- Task input -

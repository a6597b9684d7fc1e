use qsfm_protocol::RemotePath;
use qsfm_remote::RemoteError;

/// Errors produced by the transfer crate.
#[derive(Debug, thiserror::Error)]
pub enum UploadError {
    #[error("I/O error: {0}")]
    Io(#[from] std::io::Error),

    /// A chunk was not acknowledged. `offset` is the first byte that has
    /// not been stored remotely; resuming starts there.
    #[error("chunk upload failed for {path} at offset {offset}: {source}")]
    ChunkUploadFailed {
        path: RemotePath,
        offset: u64,
        #[source]
        source: RemoteError,
    },

    #[error("source for {path} returned {got} bytes, expected {expected}")]
    ShortRead {
        path: RemotePath,
        expected: usize,
        got: usize,
    },
}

- Task details -
Every line above is to be transcribed exactly, with nothing dropped.

- Your response -
repository a6597b9684d7fc1e
use qsfm_protocol::RemotePath;
use qsfm_remote::RemoteError;

/// Errors produced by the transfer crate.
#[derive(Debug, thiserror::Error)]
pub enum UploadError {
    #[error("I/O error: {0}")]
    Io(#[from] std::io::Error),

    /// A chunk was not acknowledged. `offset` is the first byte that has
    /// not been stored remotely; resuming starts there.
    #[error("chunk upload failed for {path} at offset {offset}: {source}")]
    ChunkUploadFailed {
        path: RemotePath,
        offset: u64,
        #[source]
        source: RemoteError,
    },

    #[error("source for {path} returned {got} bytes, expected {expected}")]
    ShortRead {
        path: RemotePath,
        expected: usize,
        got: usize,
    },
}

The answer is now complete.